The Maynooth Grant was a cash grant from the British government to a Catholic seminary in Ireland. In 1845, the Conservative Prime Minister, Sir Robert Peel, sought to improve the relationship between Catholic Ireland and Protestant Britain by increasing the annual grant from the British government to St Patrick's College, Maynooth, a Catholic seminary in Ireland in dilapidated condition. It aroused a major political controversy in the 1840s, reflecting the anti-Irish and anti-Catholic feelings of many British Protestants. [1]
The Maynooth College Act 1795 founded a Catholic seminary in Maynooth, Ireland. It was named St Patrick's College.

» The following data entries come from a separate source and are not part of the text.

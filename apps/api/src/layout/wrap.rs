//! Greedy word wrap shared by the canvas height estimate and the exporter.
//!
//! Lines are returned as byte ranges into the source line rather than owned strings,
//! so callers can map substrings (e.g. link labels) onto the physical line they landed
//! on. Whitespace between words on the same physical line is kept verbatim; whitespace
//! at a break point is dropped.

use std::ops::Range;

/// Wraps `line` so that no physical line measures wider than `max_width`.
///
/// Words wider than `max_width` on their own are split between characters. A line
/// containing only whitespace yields no ranges.
pub fn wrap_ranges<F>(line: &str, max_width: f64, measure: F) -> Vec<Range<usize>>
where
    F: Fn(&str) -> f64,
{
    let mut lines: Vec<Range<usize>> = Vec::new();
    let mut current: Option<Range<usize>> = None;

    for word in word_ranges(line) {
        if let Some(range) = current.as_mut() {
            if measure(&line[range.start..word.end]) <= max_width {
                range.end = word.end;
                continue;
            }
            lines.push(range.clone());
        }
        current = Some(place_word(line, word, max_width, &measure, &mut lines));
    }

    if let Some(range) = current {
        lines.push(range);
    }
    lines
}

/// Starts a new physical line with `word`, splitting it when it cannot fit alone.
///
/// Full chunks are pushed onto `lines`; the returned range is the trailing chunk,
/// which stays open so following words can join it.
fn place_word<F>(
    line: &str,
    word: Range<usize>,
    max_width: f64,
    measure: &F,
    lines: &mut Vec<Range<usize>>,
) -> Range<usize>
where
    F: Fn(&str) -> f64,
{
    if measure(&line[word.clone()]) <= max_width {
        return word;
    }

    let mut start = word.start;
    let mut width = 0.0_f64;
    for (offset, ch) in line[word.clone()].char_indices() {
        let at = word.start + offset;
        let glyph = measure(&line[at..at + ch.len_utf8()]);
        if at > start && width + glyph > max_width {
            lines.push(start..at);
            start = at;
            width = 0.0;
        }
        width += glyph;
    }
    start..word.end
}

/// Byte ranges of the whitespace-separated words in `line`.
fn word_ranges(line: &str) -> Vec<Range<usize>> {
    let mut words = Vec::new();
    let mut start: Option<usize> = None;

    for (i, ch) in line.char_indices() {
        match (ch.is_whitespace(), start) {
            (true, Some(s)) => {
                words.push(s..i);
                start = None;
            }
            (false, None) => start = Some(i),
            _ => {}
        }
    }
    if let Some(s) = start {
        words.push(s..line.len());
    }
    words
}
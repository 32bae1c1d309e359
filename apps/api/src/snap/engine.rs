//! Snap/Alignment Engine: grid snapping and cross-block alignment during a drag.
//!
//! All operations are pure functions of the active block's box and the boxes of every
//! other block. Threshold comparisons are strict (`<`).
//!
//! When several other blocks satisfy the alignment threshold on the same axis,
//! `commit_snap` takes the last one in iteration order, not the nearest.

use serde::{Deserialize, Serialize};
use thiserror::Error;

use crate::geometry::{BoundingBox, Point};

pub const DEFAULT_GRID_SIZE: f64 = 20.0;
pub const DEFAULT_SNAP_THRESHOLD: f64 = 10.0;
pub const DEFAULT_ALIGNMENT_THRESHOLD: f64 = 15.0;

#[derive(Debug, Error, PartialEq)]
pub enum SnapConfigError {
    #[error("grid size must be positive, got {0}")]
    InvalidGridSize(f64),

    #[error("thresholds must be non-negative (snap {snap}, alignment {alignment})")]
    NegativeThreshold { snap: f64, alignment: f64 },

    #[error("alignment threshold {alignment} is below snap threshold {snap}")]
    AlignmentBelowSnap { snap: f64, alignment: f64 },
}

/// Tunable snapping distances, in document units. Only built through `new`.
#[derive(Debug, Clone, Copy, PartialEq, Serialize)]
pub struct SnapConfig {
    grid_size: f64,
    snap_threshold: f64,
    alignment_threshold: f64,
}

impl SnapConfig {
    pub fn new(
        grid_size: f64,
        snap_threshold: f64,
        alignment_threshold: f64,
    ) -> Result<Self, SnapConfigError> {
        if !(grid_size > 0.0) {
            return Err(SnapConfigError::InvalidGridSize(grid_size));
        }
        if !(snap_threshold >= 0.0 && alignment_threshold >= 0.0) {
            return Err(SnapConfigError::NegativeThreshold {
                snap: snap_threshold,
                alignment: alignment_threshold,
            });
        }
        // A guide must never appear for a distance that would not also snap.
        if alignment_threshold < snap_threshold {
            return Err(SnapConfigError::AlignmentBelowSnap {
                snap: snap_threshold,
                alignment: alignment_threshold,
            });
        }
        Ok(SnapConfig {
            grid_size,
            snap_threshold,
            alignment_threshold,
        })
    }

    pub fn grid_size(&self) -> f64 {
        self.grid_size
    }

    pub fn snap_threshold(&self) -> f64 {
        self.snap_threshold
    }

    pub fn alignment_threshold(&self) -> f64 {
        self.alignment_threshold
    }
}

impl Default for SnapConfig {
    fn default() -> Self {
        SnapConfig {
            grid_size: DEFAULT_GRID_SIZE,
            snap_threshold: DEFAULT_SNAP_THRESHOLD,
            alignment_threshold: DEFAULT_ALIGNMENT_THRESHOLD,
        }
    }
}

#[derive(Debug, Clone, Copy, PartialEq, Eq, Serialize, Deserialize)]
#[serde(rename_all = "snake_case")]
pub enum GuideOrientation {
    Vertical,
    Horizontal,
}

/// A transient alignment cue. Vertical guides carry an x, horizontal guides a y.
#[derive(Debug, Clone, Copy, PartialEq, Serialize, Deserialize)]
pub struct AlignmentGuide {
    pub orientation: GuideOrientation,
    pub coordinate: f64,
}

impl AlignmentGuide {
    pub fn vertical(x: f64) -> Self {
        AlignmentGuide {
            orientation: GuideOrientation::Vertical,
            coordinate: x,
        }
    }

    pub fn horizontal(y: f64) -> Self {
        AlignmentGuide {
            orientation: GuideOrientation::Horizontal,
            coordinate: y,
        }
    }
}

#[derive(Debug, Clone, Copy, Default)]
pub struct SnapEngine {
    config: SnapConfig,
}

impl SnapEngine {
    pub fn new(config: SnapConfig) -> Self {
        SnapEngine { config }
    }

    pub fn config(&self) -> &SnapConfig {
        &self.config
    }

    /// Nearest grid multiple of `value`.
    pub fn grid_round(&self, value: f64) -> f64 {
        (value / self.config.grid_size).round() * self.config.grid_size
    }

    fn near_grid(&self, value: f64) -> bool {
        (value - self.grid_round(value)).abs() < self.config.snap_threshold
    }

    fn aligned(&self, a: f64, b: f64) -> bool {
        (a - b).abs() < self.config.alignment_threshold
    }

    /// Whether releasing now would snap on either axis. Drives the cursor affordance.
    pub fn can_snap(&self, active: &BoundingBox, others: &[BoundingBox]) -> bool {
        if self.near_grid(active.x) || self.near_grid(active.y) {
            return true;
        }
        others
            .iter()
            .any(|other| self.aligned(active.x, other.x) || self.aligned(active.y, other.y))
    }

    /// Edge and center alignment cues against every other block.
    ///
    /// Guides sit on the other block's coordinate. Duplicates are kept.
    pub fn compute_alignment_guides(
        &self,
        active: &BoundingBox,
        others: &[BoundingBox],
    ) -> Vec<AlignmentGuide> {
        let active_center = active.center();
        let mut guides = Vec::new();

        for other in others {
            let other_center = other.center();

            if self.aligned(active.x, other.x) {
                guides.push(AlignmentGuide::vertical(other.x));
            }
            if self.aligned(active_center.x, other_center.x) {
                guides.push(AlignmentGuide::vertical(other_center.x));
            }
            if self.aligned(active.right(), other.right()) {
                guides.push(AlignmentGuide::vertical(other.right()));
            }

            if self.aligned(active.y, other.y) {
                guides.push(AlignmentGuide::horizontal(other.y));
            }
            if self.aligned(active_center.y, other_center.y) {
                guides.push(AlignmentGuide::horizontal(other_center.y));
            }
            if self.aligned(active.bottom(), other.bottom()) {
                guides.push(AlignmentGuide::horizontal(other.bottom()));
            }
        }

        guides
    }

    /// Final position on release: grid first, then left/top alignment overrides.
    ///
    /// Alignment is tested against the original, unsnapped coordinate so grid
    /// rounding cannot pull a block into or out of an alignment match.
    pub fn commit_snap(&self, active: &BoundingBox, others: &[BoundingBox]) -> Point {
        let mut snapped = Point::new(active.x, active.y);

        if self.near_grid(active.x) {
            snapped.x = self.grid_round(active.x);
        }
        if self.near_grid(active.y) {
            snapped.y = self.grid_round(active.y);
        }

        for other in others {
            if self.aligned(active.x, other.x) {
                snapped.x = other.x;
            }
            if self.aligned(active.y, other.y) {
                snapped.y = other.y;
            }
        }

        snapped
    }
}

#[cfg(test)]
mod tests {
    use super::*;

    fn make_engine() -> SnapEngine {
        SnapEngine::new(SnapConfig::default())
    }

    fn make_box(x: f64, y: f64) -> BoundingBox {
        BoundingBox::new(x, y, 200.0, 20.0)
    }

    fn at(bbox: &BoundingBox, point: Point) -> BoundingBox {
        BoundingBox::new(point.x, point.y, bbox.width, bbox.height)
    }

    // ── SnapConfig ──────────────────────────────────────────────────────────

    #[test]
    fn test_config_rejects_alignment_below_snap() {
        let err = SnapConfig::new(20.0, 10.0, 5.0).unwrap_err();
        assert!(matches!(err, SnapConfigError::AlignmentBelowSnap { .. }));
    }

    #[test]
    fn test_config_rejects_zero_grid() {
        assert_eq!(
            SnapConfig::new(0.0, 10.0, 15.0),
            Err(SnapConfigError::InvalidGridSize(0.0))
        );
    }

    #[test]
    fn test_config_accepts_equal_thresholds() {
        assert!(SnapConfig::new(20.0, 10.0, 10.0).is_ok());
    }

    // ── can_snap ────────────────────────────────────────────────────────────

    #[test]
    fn test_can_snap_near_grid() {
        let engine = make_engine();
        // 47 rounds to 40 on a 20 grid: 7 away, within the snap threshold
        assert!(engine.can_snap(&make_box(47.0, 333.0), &[]));
    }

    #[test]
    fn test_can_snap_false_far_from_everything() {
        let engine = make_engine();
        // 30 and 130 are exactly 10 from the grid: strict comparison → no grid snap
        let others = [make_box(300.0, 600.0)];
        assert!(!engine.can_snap(&make_box(30.0, 130.0), &others));
    }

    #[test]
    fn test_can_snap_via_alignment_only() {
        let engine = make_engine();
        let others = [make_box(42.0, 600.0)];
        assert!(engine.can_snap(&make_box(30.0, 130.0), &others));
    }

    // ── compute_alignment_guides ─────────────────────────────────────────────

    #[test]
    fn test_guides_for_identical_boxes_cover_all_six_edges() {
        let engine = make_engine();
        let guides = engine.compute_alignment_guides(&make_box(50.0, 50.0), &[make_box(50.0, 50.0)]);
        assert_eq!(guides.len(), 6);
        assert!(guides.contains(&AlignmentGuide::vertical(50.0)));
        assert!(guides.contains(&AlignmentGuide::vertical(150.0)));
        assert!(guides.contains(&AlignmentGuide::vertical(250.0)));
        assert!(guides.contains(&AlignmentGuide::horizontal(50.0)));
        assert!(guides.contains(&AlignmentGuide::horizontal(60.0)));
        assert!(guides.contains(&AlignmentGuide::horizontal(70.0)));
    }

    #[test]
    fn test_guides_sit_on_the_other_block() {
        let engine = make_engine();
        let guides =
            engine.compute_alignment_guides(&make_box(55.0, 500.0), &[make_box(50.0, 50.0)]);
        assert_eq!(
            guides,
            vec![
                AlignmentGuide::vertical(50.0),
                AlignmentGuide::vertical(150.0),
                AlignmentGuide::vertical(250.0),
            ]
        );
    }

    #[test]
    fn test_guides_keep_duplicates() {
        let engine = make_engine();
        let others = [make_box(50.0, 300.0), make_box(50.0, 600.0)];
        let guides = engine.compute_alignment_guides(&make_box(52.0, 900.0), &others);
        let left = guides
            .iter()
            .filter(|g| **g == AlignmentGuide::vertical(50.0))
            .count();
        assert_eq!(left, 2);
    }

    #[test]
    fn test_alignment_symmetry() {
        let engine = make_engine();
        let a = make_box(100.0, 100.0);
        let b = BoundingBox::new(100.0, 400.0, 80.0, 30.0);
        let from_a = engine.compute_alignment_guides(&a, &[b]);
        let from_b = engine.compute_alignment_guides(&b, &[a]);
        assert!(from_a.contains(&AlignmentGuide::vertical(100.0)));
        assert!(from_b.contains(&AlignmentGuide::vertical(100.0)));
    }

    #[test]
    fn test_no_guides_without_others() {
        let engine = make_engine();
        assert!(engine
            .compute_alignment_guides(&make_box(0.0, 0.0), &[])
            .is_empty());
    }

    // ── commit_snap ─────────────────────────────────────────────────────────

    #[test]
    fn test_commit_snap_grid_only() {
        let engine = make_engine();
        let snapped = engine.commit_snap(&make_box(47.0, 133.0), &[]);
        assert_eq!(snapped, Point::new(40.0, 140.0));
    }

    #[test]
    fn test_commit_snap_leaves_far_axis_alone() {
        let engine = make_engine();
        let snapped = engine.commit_snap(&make_box(30.0, 133.0), &[]);
        assert_eq!(snapped, Point::new(30.0, 140.0));
    }

    #[test]
    fn test_commit_snap_alignment_overrides_grid() {
        let engine = make_engine();
        let others = [make_box(53.0, 900.0)];
        // grid would give x = 40, alignment to 53 wins; y still grid-snaps
        let snapped = engine.commit_snap(&make_box(47.0, 333.0), &others);
        assert_eq!(snapped, Point::new(53.0, 340.0));
    }

    #[test]
    fn test_commit_snap_axes_are_independent() {
        let engine = make_engine();
        let others = [make_box(61.0, 900.0)];
        let snapped = engine.commit_snap(&make_box(70.0, 118.0), &others);
        assert_eq!(snapped, Point::new(61.0, 120.0));
    }

    #[test]
    fn test_commit_snap_last_match_wins() {
        let engine = make_engine();
        let others = [make_box(52.0, 900.0), make_box(60.0, 300.0)];
        let snapped = engine.commit_snap(&make_box(55.0, 700.0), &others);
        assert_eq!(snapped.x, 60.0, "later block in iteration order wins");

        let reversed = [others[1], others[0]];
        let snapped = engine.commit_snap(&make_box(55.0, 700.0), &reversed);
        assert_eq!(snapped.x, 52.0);
    }

    #[test]
    fn test_commit_snap_is_idempotent() {
        let engine = make_engine();
        let others = [make_box(53.0, 207.0), make_box(400.0, 600.0)];
        for start in [
            make_box(47.0, 133.0),
            make_box(58.0, 214.0),
            make_box(395.0, 612.0),
            make_box(123.0, 777.0),
        ] {
            let once = engine.commit_snap(&start, &others);
            let twice = engine.commit_snap(&at(&start, once), &others);
            assert_eq!(once, twice, "commit_snap must be a fixed point for {start:?}");
        }
    }
}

Peel made the proposal to increase government funding to Maynooth College in 1845. Under his proposal, the seminary would receive upwards of £26,000 annually and a grant of £30,000 for repairs. [2] Peel's colleagues warned repeatedly that it was politically dangerous for the Party, but Peel felt he had to do it lest Ireland explode. Peel realized that there was agitation in Ireland to repeal the union in 1843. Catholic clergy were active and Peel hoped to win over their support and separate them from popular nationalism. [3]
Conservatives led by the Ultra-Tory Anglican faction, were outraged that the Prime Minister would finance a Catholic seminary. They mounted a firestorm of vituperative opposition. Queen Victoria supported Peel: "I am sure poor Peel ought to be blessed by all Catholics for the many and noble ways in which he stands forth to protect and do good for poor Ireland. But the bigotry, the wicked and blind passion it brings forth is quite dreadful, and I blush for Protestantism!" [4] In 1849, she and Prince Albert made a point of visiting the seminary on their visit to Ireland.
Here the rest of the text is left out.